One finding that did not get a lot of attention in the discussion, but makes me go hmmmm*, were the UCLA Activity scores of those with and without symptoms. While they found a similar range of activity levels between those with and without symptoms, the median activity level for those with symptoms was on the more vigorous end of the scale. The sample size was not big enough to draw definitive conclusions. However, it is interesting to me and I’d like to know more about that relationship. Makes me go hmmmm....?

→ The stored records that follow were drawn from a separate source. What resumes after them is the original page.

//! Validate-then-act flows.
//!
//! A [`StagedAction`] walks an operation through `preview → arm → commit`.
//! Previewing is a read with no side effects and may be repeated freely.
//! Arming is the explicit second step a user takes after seeing the preview
//! restated; only an armed action can commit. Changing the input drops back
//! to a fresh preview.
//!
//! The WBS freeze and the master-code bulk import are both built on this.

use std::fmt;

use async_trait::async_trait;
use log::debug;

use crate::{
    console::Console,
    error::{ConsoleError, Result},
    models::BusinessRuleViolation,
};

/// One validate-then-act operation.
#[async_trait]
pub trait StagedOperation: Send + Sync {
    type Input: Clone + Send + Sync;
    type Preview: Send;
    type Outcome: Send;

    /// Computes what committing `input` would do. Must not persist anything.
    async fn preview(&self, console: &Console, input: &Self::Input) -> Result<Self::Preview>;

    /// Whether `preview` allows the action to be armed.
    fn is_committable(&self, _preview: &Self::Preview) -> bool {
        true
    }

    /// Performs the action.
    async fn commit(&self, console: &Console, input: &Self::Input) -> Result<Self::Outcome>;
}

#[derive(Debug, Clone, Copy, PartialEq, Eq)]
pub enum StagePhase {
    Idle,
    Previewed,
    Armed,
    Committed,
}

impl fmt::Display for StagePhase {
    fn fmt(&self, f: &mut fmt::Formatter<'_>) -> fmt::Result {
        let name = match self {
            StagePhase::Idle => "idle",
            StagePhase::Previewed => "previewed",
            StagePhase::Armed => "armed",
            StagePhase::Committed => "committed",
        };
        write!(f, "{name}")
    }
}

/// Result of [`StagedAction::commit`].
#[derive(Debug, Clone, PartialEq)]
pub enum CommitOutcome<T> {
    Committed(T),
    /// A business rule rejected the commit; the preview is kept and the
    /// action must be armed again
    Violation(BusinessRuleViolation),
}

/// State of one staged operation.
pub struct StagedAction<Op: StagedOperation> {
    operation: Op,
    phase: StagePhase,
    input: Option<Op::Input>,
    preview: Option<Op::Preview>,
}

impl<Op: StagedOperation> fmt::Debug for StagedAction<Op> {
    fn fmt(&self, f: &mut fmt::Formatter<'_>) -> fmt::Result {
        f.debug_struct("StagedAction")
            .field("phase", &self.phase)
            .field("staged", &self.input.is_some())
            .finish_non_exhaustive()
    }
}

impl<Op: StagedOperation> StagedAction<Op> {
    pub fn new(operation: Op) -> Self {
        Self {
            operation,
            phase: StagePhase::Idle,
            input: None,
            preview: None,
        }
    }

    pub fn operation(&self) -> &Op {
        &self.operation
    }

    pub fn phase(&self) -> StagePhase {
        self.phase
    }

    pub fn input(&self) -> Option<&Op::Input> {
        self.input.as_ref()
    }

    pub fn preview(&self) -> Option<&Op::Preview> {
        self.preview.as_ref()
    }

    /// True when the current preview allows arming.
    pub fn is_committable(&self) -> bool {
        self.preview
            .as_ref()
            .is_some_and(|preview| self.operation.is_committable(preview))
    }

    /// Previews `input`, replacing any earlier preview and disarming.
    pub async fn stage(&mut self, console: &Console, input: Op::Input) -> Result<&Op::Preview> {
        self.phase = StagePhase::Idle;
        self.preview = None;
        let preview = self.operation.preview(console, &input).await?;
        self.input = Some(input);
        self.phase = StagePhase::Previewed;
        debug!("Staged action previewed");
        Ok(self.preview.insert(preview))
    }

    /// Second step: confirms the previewed input. Returns the preview so it
    /// can be restated to the user.
    ///
    /// # Errors
    ///
    /// Returns `ConsoleError::Validation` if nothing is previewed or the
    /// preview does not allow committing.
    pub fn arm(&mut self) -> Result<&Op::Preview> {
        if self.phase != StagePhase::Previewed && self.phase != StagePhase::Armed {
            return Err(ConsoleError::validation("stage")
                .with_reason(format!("cannot arm while {}", self.phase)));
        }
        let Some(preview) = self.preview.as_ref() else {
            return Err(ConsoleError::validation("stage").with_reason("nothing previewed"));
        };
        if !self.operation.is_committable(preview) {
            return Err(ConsoleError::validation("stage")
                .with_reason("the preview reports problems that must be fixed first"));
        }
        self.phase = StagePhase::Armed;
        Ok(preview)
    }

    /// Steps back from `Armed` to `Previewed`.
    pub fn disarm(&mut self) {
        if self.phase == StagePhase::Armed {
            self.phase = StagePhase::Previewed;
        }
    }

    /// Commits the armed input.
    ///
    /// # Errors
    ///
    /// Returns `ConsoleError::Validation` if the action is not armed, and
    /// any non-violation failure of the operation.
    pub async fn commit(&mut self, console: &Console) -> Result<CommitOutcome<Op::Outcome>> {
        if self.phase != StagePhase::Armed {
            return Err(ConsoleError::validation("stage")
                .with_reason(format!("cannot commit while {}", self.phase)));
        }
        let Some(input) = self.input.as_ref() else {
            return Err(ConsoleError::validation("stage").with_reason("nothing previewed"));
        };

        match self.operation.commit(console, input).await {
            Ok(outcome) => {
                self.phase = StagePhase::Committed;
                Ok(CommitOutcome::Committed(outcome))
            }
            Err(ConsoleError::RuleViolation(violation)) => {
                self.phase = StagePhase::Previewed;
                Ok(CommitOutcome::Violation(violation))
            }
            Err(e) => {
                self.phase = StagePhase::Previewed;
                Err(e)
            }
        }
    }

    /// Forgets input and preview.
    pub fn reset(&mut self) {
        self.phase = StagePhase::Idle;
        self.input = None;
        self.preview = None;
    }
}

If some of the women with symptoms are involved in more vigorous activity how’d they get weak hips? I am fond of looking at HOW women move/run/lift to help answer that question. But does this study offer support for another thought process, too? As evidence grows to show the interrelationship and interdependence of the hip and pelvic musculature, is the absence of HIP strength, endurance, power, motor control, etc. asking more of the pelvic floor to pull off pelvic-hip movement patterns. This could lead to the over-recruitment patterns we see in women with urgency and frequency (and the other components of that symptom cluster noted above). I offer that interdependence as an intervention strategy demonstrating a movement based solution to help balance that hip and pelvic muscular interrelationship for a female athlete, not just strengthen components of the complex.

Lots to think about and great takeaways here! I am so grateful to those who are pursuing new questions for women!"